* _What to work on_
State how many lines of the data below hold the string "MessageHandler", giving nothing but the number.

......

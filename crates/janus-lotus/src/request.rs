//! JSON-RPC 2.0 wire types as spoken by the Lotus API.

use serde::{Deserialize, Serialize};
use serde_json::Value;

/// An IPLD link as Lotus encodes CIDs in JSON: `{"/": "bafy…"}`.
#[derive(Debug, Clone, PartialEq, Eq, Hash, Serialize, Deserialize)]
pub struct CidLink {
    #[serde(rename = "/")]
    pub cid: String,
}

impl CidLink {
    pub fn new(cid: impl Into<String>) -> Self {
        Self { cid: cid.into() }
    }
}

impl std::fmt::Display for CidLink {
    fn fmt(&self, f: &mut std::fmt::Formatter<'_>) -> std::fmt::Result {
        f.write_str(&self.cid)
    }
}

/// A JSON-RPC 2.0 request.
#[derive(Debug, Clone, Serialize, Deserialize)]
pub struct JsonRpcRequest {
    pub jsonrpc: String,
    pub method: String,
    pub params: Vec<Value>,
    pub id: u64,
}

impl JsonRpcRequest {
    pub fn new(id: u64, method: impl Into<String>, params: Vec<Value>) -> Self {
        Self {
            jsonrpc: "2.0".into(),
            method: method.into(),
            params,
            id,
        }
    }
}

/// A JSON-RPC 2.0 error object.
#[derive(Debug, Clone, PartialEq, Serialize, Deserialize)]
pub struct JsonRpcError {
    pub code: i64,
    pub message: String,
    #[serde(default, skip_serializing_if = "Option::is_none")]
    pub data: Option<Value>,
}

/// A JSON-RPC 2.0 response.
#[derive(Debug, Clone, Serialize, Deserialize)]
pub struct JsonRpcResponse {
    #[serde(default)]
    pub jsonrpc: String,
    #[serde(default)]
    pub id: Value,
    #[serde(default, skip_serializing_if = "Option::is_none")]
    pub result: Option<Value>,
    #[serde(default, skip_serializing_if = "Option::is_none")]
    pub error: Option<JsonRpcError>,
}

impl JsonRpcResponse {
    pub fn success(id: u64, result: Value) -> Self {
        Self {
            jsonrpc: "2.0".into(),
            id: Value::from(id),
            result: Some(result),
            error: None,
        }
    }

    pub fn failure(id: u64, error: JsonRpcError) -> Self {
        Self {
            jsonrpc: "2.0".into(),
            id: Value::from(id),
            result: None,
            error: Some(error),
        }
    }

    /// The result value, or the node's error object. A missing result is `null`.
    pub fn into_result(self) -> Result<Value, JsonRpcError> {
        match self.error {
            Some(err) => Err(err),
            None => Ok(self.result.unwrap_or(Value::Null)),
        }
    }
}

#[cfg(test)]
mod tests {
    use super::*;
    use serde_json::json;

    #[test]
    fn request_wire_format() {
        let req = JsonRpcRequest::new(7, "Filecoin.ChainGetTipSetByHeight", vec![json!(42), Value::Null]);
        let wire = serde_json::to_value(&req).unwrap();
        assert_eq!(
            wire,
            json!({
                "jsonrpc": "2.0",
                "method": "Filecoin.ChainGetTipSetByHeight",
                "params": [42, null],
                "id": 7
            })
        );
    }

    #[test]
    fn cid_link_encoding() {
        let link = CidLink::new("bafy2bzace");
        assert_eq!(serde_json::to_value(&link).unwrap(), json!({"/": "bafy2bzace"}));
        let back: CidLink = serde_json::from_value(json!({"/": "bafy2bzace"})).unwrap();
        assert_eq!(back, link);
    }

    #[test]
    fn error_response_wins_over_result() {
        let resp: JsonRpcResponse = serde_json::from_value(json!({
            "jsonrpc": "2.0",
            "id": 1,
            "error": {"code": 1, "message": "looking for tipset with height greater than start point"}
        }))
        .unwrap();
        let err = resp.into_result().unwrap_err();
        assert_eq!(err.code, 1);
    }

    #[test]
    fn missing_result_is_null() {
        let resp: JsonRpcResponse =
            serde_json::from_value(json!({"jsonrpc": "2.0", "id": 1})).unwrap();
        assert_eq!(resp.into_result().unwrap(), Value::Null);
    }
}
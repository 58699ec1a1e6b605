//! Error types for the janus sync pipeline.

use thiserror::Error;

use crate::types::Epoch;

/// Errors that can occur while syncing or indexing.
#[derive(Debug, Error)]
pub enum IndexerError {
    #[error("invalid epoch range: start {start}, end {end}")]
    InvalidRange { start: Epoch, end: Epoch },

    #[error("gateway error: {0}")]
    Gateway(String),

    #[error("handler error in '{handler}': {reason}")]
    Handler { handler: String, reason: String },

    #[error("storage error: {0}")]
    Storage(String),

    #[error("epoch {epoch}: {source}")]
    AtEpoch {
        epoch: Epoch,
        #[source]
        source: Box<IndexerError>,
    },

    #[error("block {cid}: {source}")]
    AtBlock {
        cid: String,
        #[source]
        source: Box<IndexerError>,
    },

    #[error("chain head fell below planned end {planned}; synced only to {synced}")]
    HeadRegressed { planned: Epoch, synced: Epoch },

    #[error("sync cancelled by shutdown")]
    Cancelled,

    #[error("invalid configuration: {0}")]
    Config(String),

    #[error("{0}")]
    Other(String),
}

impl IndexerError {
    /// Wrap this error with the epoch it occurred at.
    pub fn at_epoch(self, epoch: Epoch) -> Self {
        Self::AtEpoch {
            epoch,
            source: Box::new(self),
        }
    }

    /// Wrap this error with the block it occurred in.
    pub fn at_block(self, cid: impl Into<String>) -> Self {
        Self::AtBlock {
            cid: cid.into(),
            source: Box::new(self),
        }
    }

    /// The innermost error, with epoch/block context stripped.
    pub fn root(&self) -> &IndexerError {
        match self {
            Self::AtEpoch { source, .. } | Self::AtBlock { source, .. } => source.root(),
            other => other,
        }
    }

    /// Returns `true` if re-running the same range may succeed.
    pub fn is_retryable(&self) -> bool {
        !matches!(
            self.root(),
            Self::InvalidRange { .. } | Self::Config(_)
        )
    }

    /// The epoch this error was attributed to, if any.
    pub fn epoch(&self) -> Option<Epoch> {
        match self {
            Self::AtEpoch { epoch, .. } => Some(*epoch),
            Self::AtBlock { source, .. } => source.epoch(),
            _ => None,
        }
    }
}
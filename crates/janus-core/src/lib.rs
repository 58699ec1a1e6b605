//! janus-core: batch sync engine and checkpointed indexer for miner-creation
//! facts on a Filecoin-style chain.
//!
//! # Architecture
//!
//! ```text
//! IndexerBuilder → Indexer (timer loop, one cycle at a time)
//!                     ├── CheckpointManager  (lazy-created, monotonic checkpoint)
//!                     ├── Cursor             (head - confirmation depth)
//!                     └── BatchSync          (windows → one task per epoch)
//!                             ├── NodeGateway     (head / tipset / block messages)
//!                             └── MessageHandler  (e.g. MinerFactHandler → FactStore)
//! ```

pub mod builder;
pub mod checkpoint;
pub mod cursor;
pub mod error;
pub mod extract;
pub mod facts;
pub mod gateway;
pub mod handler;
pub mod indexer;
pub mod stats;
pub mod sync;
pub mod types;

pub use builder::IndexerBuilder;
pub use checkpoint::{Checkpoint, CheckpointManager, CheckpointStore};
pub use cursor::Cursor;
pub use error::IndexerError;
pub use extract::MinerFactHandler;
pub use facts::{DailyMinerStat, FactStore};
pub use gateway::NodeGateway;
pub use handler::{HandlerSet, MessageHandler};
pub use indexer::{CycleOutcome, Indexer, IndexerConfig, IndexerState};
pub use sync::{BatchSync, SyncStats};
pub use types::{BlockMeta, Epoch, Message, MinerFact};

......

* _Exercise result_
2